Yeah, endlich mal wieder eine Blogparade. Was war das früher schön, als wir Stöckchen weiterreichten. Umso mehr freue ich mich über die Initiative von @HerrTommi von Jansens Pott und mache gerne mit.
Unser Internet von früher – ach, was war das schön. Wir lasen einander. Wir lasen die Gedanken und Geschichten in Blogs und lernten auf diese Art und Weise andere Menschen kennen. Aussehen, Alter, Geschlecht und Wohnort spielten keine Rolle. Jeder Blogtext brachte uns ein bisschen näher, war ein Baustein der Verbundenheit. Als ich einem alten Freund vor ein paar Tagen erzählte, dass ich wieder ein Blog habe (erinnern Sie sich noch an Herrn Bandini?) schwelgten wir in Erinnerungen.

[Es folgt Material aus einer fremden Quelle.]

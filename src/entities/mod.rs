pub mod event;
pub mod pending_reservation;
pub mod sale_phase;
pub mod ticket;
pub mod ticket_type;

Das Internet war damals eine Spielwiese, ein Freiraum, Dinge zu veröffentlichen, ohne dafür erst ein Buch schreiben zu müssen oder einen Verlag zu finden. Endlich konnte man sich mit Gleichgesinnten austauschen und diese auch erst einmal finden. Wie schön war es das Gefühl zu haben, mit Menschen zu kommunizieren die ähnlich dachten oder eine durch Impulse oder andere Meinung weiterbrachten, denn wir hatten noch keine Angst vor Hatespeech und Shitmooves. Wir tauschten uns einfach aus und erschufen ein Geflecht aus Ideen, Gedanken und Texten, denn wir erzählen einander, was uns bewegt und gaben Stöckchen weiter aus denen manchmal große, knorrige Bäume wuchsen.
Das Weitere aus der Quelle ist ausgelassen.